Como no hubo diálogo con los sindicatos, el tercer paro general de la CGT contra la gestión de Mauricio Macri ya tiene fecha para mediados de junio. Y en una actitud de bomberos apaga incendios, el oficialismo sale a citar a los dirigentes gremiales cuando las llamas ya salen por las ventanas. Ahora les ofrecerá a los gremios una recomposición salarial más alta, en medio de una negociación que será dura, sobre todo porque es a destiempo.
La propuesta oficial consistiría en otorgar una suba adicional a fin de año para aquellos sindicatos que hayan pactado paritarias en el 15 por ciento. No se precisó el porcentaje del eventual aumento, pero los funcionarios saben que la CGT desistiría de la huelga solo si se universalizara la cláusula gatillo, lo que garantizaría una recomposición salarial atada a la inflación.
Además del Gobierno y los gremios, hay un tercer protagonista: las cámaras empresarias que suscribieron el alza del 15 por ciento alentados por el Gobierno y ahora les cambian las reglas porque, al fin, la realidad los ha pasado por encima. Y al fin los empresarios avalarán la medida porque en definitiva es adelantar la cláusula de revisión pactada en las paritarias.
Las conversaciones con empresarios y sindicalistas para revisar las paritarias habían comenzado en plena turbulencia económica, cuando el dólar trepó a 25 pesos en apenas unos días y el Gobierno no logró frenar el traslado a precios en las góndolas del supermercado. Así se disparó la inflación y los salarios quedaron con un atraso muy importante.
Un factor aparte es Camioneros que llama a un paro sin movilización (no a la brasilera con cortes de rutas) pero si Hugo y Pablo Moyano endurecen la postura el desabastecimiento está garantizado, así no se llame a un paro general, lo que a estas horas se debate en la CGT. Los Moyano piden un 27 por ciento, siguiendo las predicciones inflacionarias de las consultoras privadas y se han convertido en una pesadilla para el Gobierno.

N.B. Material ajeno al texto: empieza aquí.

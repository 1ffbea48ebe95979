// src/middleware/auth.rs

use axum::{
    extract::{Request, State},
    middleware::Next,
    response::Response,
};
use axum_extra::{
    headers::{authorization::Bearer, Authorization},
    TypedHeader,
};

use crate::{common::error::AppError, config::AppState};

// Valida o Bearer e deixa o `Actor` nos extensions da requisição
pub async fn auth_guard(
    State(app_state): State<AppState>,
    auth_header: Option<TypedHeader<Authorization<Bearer>>>,
    mut request: Request,
    next: Next,
) -> Result<Response, AppError> {
    let TypedHeader(Authorization(bearer)) = auth_header.ok_or(AppError::InvalidToken)?;

    let actor = app_state.auth_service.validate_token(bearer.token()).await?;
    tracing::debug!(uid = %actor.uid, gerente = ?actor.gerente_uid, "Requisição autenticada");

    request.extensions_mut().insert(actor);
    Ok(next.run(request).await)
}
// src/handlers/notifications.rs

use axum::{
    extract::State,
    response::sse::{Event, KeepAlive, Sse},
};
use futures::{stream, Stream};
use tokio::sync::broadcast::{error::RecvError, Receiver};

use crate::{
    config::AppState, middleware::tenancy::CurrentTenant,
    services::notification::Notification,
};

// GET /api/notifications/stream
#[utoipa::path(
    get,
    path = "/api/notifications/stream",
    tag = "Notificações",
    responses(
        (status = 200, description = "Toasts destinados ao usuário autenticado",
         content_type = "text/event-stream", body = Notification)
    ),
    security(("api_jwt" = []))
)]
pub async fn stream_notifications(
    State(app_state): State<AppState>,
    tenant: CurrentTenant,
) -> Sse<impl Stream<Item = Result<Event, axum::Error>>> {
    let recipient = tenant.context().map(|t| t.uid().to_string());
    let rx = app_state.notifier.subscribe();
    Sse::new(notification_events(rx, recipient)).keep_alive(KeepAlive::default())
}

fn notification_events(
    rx: Receiver<Notification>,
    recipient: Option<String>,
) -> impl Stream<Item = Result<Event, axum::Error>> {
    stream::unfold((rx, recipient), |(mut rx, recipient)| async move {
        // Sem usuário não há o que entregar
        let uid = recipient.clone()?;
        loop {
            match rx.recv().await {
                Ok(notification) if notification.recipient == uid => {
                    let event = Event::default().event("notification").json_data(&notification);
                    return Some((event, (rx, recipient)));
                }
                Ok(_) => continue,
                Err(RecvError::Lagged(skipped)) => {
                    tracing::debug!("Stream de notificações perdeu {} mensagens", skipped);
                    continue;
                }
                Err(RecvError::Closed) => return None,
            }
        }
    })
}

En realidad lo que le sucede al oficialismo, daría la impresión, es que no se esperaba una corrida cambiaria de tanta profundidad y su primera reacción fue recurrir al FMI, pero no venía dialogando con los actores de la economía como para evitar que, pasada la crisis, tenga que salir a apagar un incendio por día. Son errores políticos que cuando se generan problemas económicos se transforman en cócteles difíciles de desactivar.